Click Save. The schema is stored on the connector and used the next time a metric, signal, or report runs.

HogQL tips

PostHog uses HogQL (a SQL-like dialect over ClickHouse). A few things that show up often when working with the PostHog connector:

  • Property access: properties['key'] is safer than properties.key for keys with dots, dashes, or spaces.
  • Person properties: read directly with person.properties.email (or any other person property). These are joined automatically by HogQL.
  • Email → domain: arrayElement(splitByString('@', coalesce(<email>, '')), 2).
  • Casting: toInt, toFloat, toDateTime etc. when a property is stored as a string but you need it as a number/date.
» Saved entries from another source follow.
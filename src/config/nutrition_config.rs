// Licensed under the Apache License, Version 2.0 <LICENSE-APACHE or
// http://www.apache.org/licenses/LICENSE-2.0> or the MIT license
// <LICENSE-MIT or http://opensource.org/licenses/MIT>, at your
// option. This file may not be copied, modified, or distributed
// except according to those terms.

//! Nutrition-specific configuration: formula tables, validation ranges and
//! migration defaults

use crate::models::{
    ActivityLevel, BudgetLevel, CookingTime, DietType, NutritionGoal, SubscriptionTier,
};
use anyhow::{bail, Context, Result};
use serde::{Deserialize, Serialize};
use std::fs;
use std::path::Path;

/// Main nutrition configuration structure
#[derive(Debug, Clone, Serialize, Deserialize, PartialEq)]
pub struct NutritionConfig {
    /// Fiber grams recommended per 1000 kcal
    pub fiber_per_1000_kcal: f64,
    pub activity_multipliers: ActivityMultipliers,
    pub goal_adjustments: GoalAdjustments,
    pub macro_splits: MacroSplits,
    pub validation: ValidationRanges,
    pub migration_defaults: MigrationDefaults,
}

/// TDEE multipliers per activity level
#[derive(Debug, Clone, Serialize, Deserialize, PartialEq)]
pub struct ActivityMultipliers {
    pub sedentary: f64,
    pub light: f64,
    pub moderate: f64,
    pub active: f64,
    pub very_active: f64,
}

/// Caloric offset applied to TDEE per goal (kcal/day)
#[derive(Debug, Clone, Serialize, Deserialize, PartialEq)]
pub struct GoalAdjustments {
    pub weight_loss: f64,
    pub muscle_gain: f64,
    pub maintenance: f64,
    pub endurance: f64,
}

/// Share of target calories per macronutrient
#[derive(Debug, Clone, Copy, Serialize, Deserialize, PartialEq)]
pub struct MacroSplit {
    pub protein: f64,
    pub carbohydrates: f64,
    pub fats: f64,
}

/// Macro split per goal
#[derive(Debug, Clone, Serialize, Deserialize, PartialEq)]
pub struct MacroSplits {
    pub weight_loss: MacroSplit,
    pub muscle_gain: MacroSplit,
    pub maintenance: MacroSplit,
    pub endurance: MacroSplit,
}

/// Inclusive numeric bounds
#[derive(Debug, Clone, Copy, Serialize, Deserialize, PartialEq)]
pub struct Bounds {
    pub min: f64,
    pub max: f64,
}

impl Bounds {
    pub const fn new(min: f64, max: f64) -> Self {
        Self { min, max }
    }

    pub fn contains(&self, value: f64) -> bool {
        value.is_finite() && value >= self.min && value <= self.max
    }
}

/// Accepted ranges for user-supplied values
///
/// One set of ranges serves both metric validation and profile validation,
/// so the age ceiling cannot drift between the two.
#[derive(Debug, Clone, Copy, Serialize, Deserialize, PartialEq)]
pub struct ValidationRanges {
    pub height_cm: Bounds,
    pub weight_kg: Bounds,
    pub age_years: Bounds,
    pub meals_per_day: Bounds,
    pub snacks_per_day: Bounds,
    pub workout_days_per_week: Bounds,
    pub plan_duration_weeks: Bounds,
}

/// Values substituted for missing preferences when migrating legacy profiles
#[derive(Debug, Clone, Serialize, Deserialize, PartialEq)]
pub struct MigrationDefaults {
    pub activity_level: ActivityLevel,
    pub diet_type: DietType,
    pub meals_per_day: u8,
    pub snacks_per_day: u8,
    pub cooking_time: CookingTime,
    pub cuisine_preference: String,
    pub budget_level: BudgetLevel,
    pub subscription_tier: SubscriptionTier,
    pub plan_duration_weeks: u8,
}

impl NutritionConfig {
    /// Load nutrition configuration from file or use defaults
    pub fn load(path: Option<String>) -> Result<Self> {
        if let Some(config_path) = path {
            return Self::load_from_file(&config_path);
        }

        if Path::new("nutrition_config.toml").exists() {
            return Self::load_from_file("nutrition_config.toml");
        }

        Ok(Self::default())
    }

    /// Load configuration from a specific file
    pub fn load_from_file(path: &str) -> Result<Self> {
        let content = fs::read_to_string(path)
            .with_context(|| format!("Failed to read nutrition config file: {}", path))?;

        let config: NutritionConfig = toml::from_str(&content)
            .with_context(|| format!("Failed to parse nutrition config file: {}", path))?;

        config
            .validate()
            .with_context(|| format!("Invalid nutrition config file: {}", path))?;

        Ok(config)
    }

    /// Check the internal consistency of the formula tables
    pub fn validate(&self) -> Result<()> {
        let multipliers: Vec<f64> = ActivityLevel::ALL
            .iter()
            .map(|level| self.activity_multiplier(*level))
            .collect();
        if multipliers.iter().any(|m| *m <= 1.0) {
            bail!("Activity multipliers must be greater than 1.0");
        }
        if multipliers.windows(2).any(|pair| pair[1] <= pair[0]) {
            bail!("Activity multipliers must strictly increase from sedentary to very_active");
        }

        for goal in NutritionGoal::ALL {
            let split = self.macro_split(goal);
            let total = split.protein + split.carbohydrates + split.fats;
            if (total - 1.0).abs() > 0.001 {
                bail!("Macro split for {} sums to {:.3}, expected 1.0", goal, total);
            }
            if split.protein <= 0.0 || split.carbohydrates <= 0.0 || split.fats <= 0.0 {
                bail!("Macro split for {} must have positive shares", goal);
            }
        }

        if self.fiber_per_1000_kcal <= 0.0 {
            bail!("fiber_per_1000_kcal must be positive");
        }

        let v = &self.validation;
        let ranges = [
            ("height_cm", v.height_cm),
            ("weight_kg", v.weight_kg),
            ("age_years", v.age_years),
            ("meals_per_day", v.meals_per_day),
            ("snacks_per_day", v.snacks_per_day),
            ("workout_days_per_week", v.workout_days_per_week),
            ("plan_duration_weeks", v.plan_duration_weeks),
        ];
        for (name, bounds) in ranges {
            if !(bounds.min.is_finite() && bounds.max.is_finite() && bounds.min <= bounds.max) {
                bail!(
                    "Validation range {} must have finite min <= max, got {}..{}",
                    name,
                    bounds.min,
                    bounds.max
                );
            }
        }

        Ok(())
    }

    /// TDEE multiplier for an activity level
    pub fn activity_multiplier(&self, level: ActivityLevel) -> f64 {
        let m = &self.activity_multipliers;
        match level {
            ActivityLevel::Sedentary => m.sedentary,
            ActivityLevel::Light => m.light,
            ActivityLevel::Moderate => m.moderate,
            ActivityLevel::Active => m.active,
            ActivityLevel::VeryActive => m.very_active,
        }
    }

    /// Caloric offset for a goal
    pub fn goal_adjustment(&self, goal: NutritionGoal) -> f64 {
        let g = &self.goal_adjustments;
        match goal {
            NutritionGoal::WeightLoss => g.weight_loss,
            NutritionGoal::MuscleGain => g.muscle_gain,
            NutritionGoal::Maintenance => g.maintenance,
            NutritionGoal::Endurance => g.endurance,
        }
    }

    /// Macro split for a goal
    pub fn macro_split(&self, goal: NutritionGoal) -> MacroSplit {
        let s = &self.macro_splits;
        match goal {
            NutritionGoal::WeightLoss => s.weight_loss,
            NutritionGoal::MuscleGain => s.muscle_gain,
            NutritionGoal::Maintenance => s.maintenance,
            NutritionGoal::Endurance => s.endurance,
        }
    }
}

impl Default for NutritionConfig {
    fn default() -> Self {
        Self {
            fiber_per_1000_kcal: 14.0,
            activity_multipliers: ActivityMultipliers::default(),
            goal_adjustments: GoalAdjustments::default(),
            macro_splits: MacroSplits::default(),
            validation: ValidationRanges::default(),
            migration_defaults: MigrationDefaults::default(),
        }
    }
}

impl Default for ActivityMultipliers {
    fn default() -> Self {
        Self {
            sedentary: 1.2,
            light: 1.375,
            moderate: 1.55,
            active: 1.725,
            very_active: 1.9,
        }
    }
}

impl Default for GoalAdjustments {
    fn default() -> Self {
        Self {
            weight_loss: -500.0,
            muscle_gain: 300.0,
            maintenance: 0.0,
            endurance: 400.0,
        }
    }
}

impl Default for MacroSplits {
    fn default() -> Self {
        Self {
            weight_loss: MacroSplit { protein: 0.30, carbohydrates: 0.40, fats: 0.30 },
            muscle_gain: MacroSplit { protein: 0.30, carbohydrates: 0.45, fats: 0.25 },
            maintenance: MacroSplit { protein: 0.25, carbohydrates: 0.50, fats: 0.25 },
            endurance: MacroSplit { protein: 0.20, carbohydrates: 0.55, fats: 0.25 },
        }
    }
}

impl Default for ValidationRanges {
    fn default() -> Self {
        Self {
            height_cm: Bounds::new(100.0, 250.0),
            weight_kg: Bounds::new(30.0, 300.0),
            age_years: Bounds::new(13.0, 120.0),
            meals_per_day: Bounds::new(1.0, 6.0),
            snacks_per_day: Bounds::new(0.0, 4.0),
            workout_days_per_week: Bounds::new(1.0, 7.0),
            plan_duration_weeks: Bounds::new(1.0, 52.0),
        }
    }
}

impl Default for MigrationDefaults {
    fn default() -> Self {
        Self {
            activity_level: ActivityLevel::Moderate,
            diet_type: DietType::Omnivore,
            meals_per_day: 3,
            snacks_per_day: 1,
            cooking_time: CookingTime::Moderate,
            cuisine_preference: "international".to_string(),
            budget_level: BudgetLevel::Medium,
            subscription_tier: SubscriptionTier::Free,
            plan_duration_weeks: 4,
        }
    }
}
Validation rules you may hit

  • Host must be a full URL including scheme (https://...) and no path.
  • Project ID and API Token are both required to test or save the connection.
  • The connector requires an Account source before you can save the event schema. If you pick Company domain but no column/expression is set, save will fail with a clear error.
  • The Personal API key must include the query:read scope. Without it the test query is rejected by PostHog.

Troubleshooting

  • Test connection fails with 401/403: the API key is missing the query:read scope or is scoped to a different project. Generate a new key, restrict it to the right project, and include query:read.
  • Test connection fails with 404: the Project ID is wrong, or the host doesn’t match the region the project lives in (US vs EU).
  • Scan returns no events: the project has no events yet, or the API key only has access to a different project. Check the project in PostHog and confirm events are arriving.
  • Properties are missing after Scan: PostHog system properties (those starting with $ such as $current_url) are filtered out by design. Only custom properties appear.
  • Events don’t match accounts: check the Account / domain source.
    • Verify the property exists on the events that should match (run a quick SELECT properties FROM events LIMIT 5 in PostHog to confirm).
    • If using Extract domain from email, free email domains (gmail.com, outlook.com, …) won’t match a B2B company account.
  • Save is blocked with “no account source”: open the Account / domain source card and either pick a column or enter a custom expression.
  • I rotated the PostHog key: open the PostHog connector in Strand, re-enter the new token, click Save. The old encrypted value is replaced.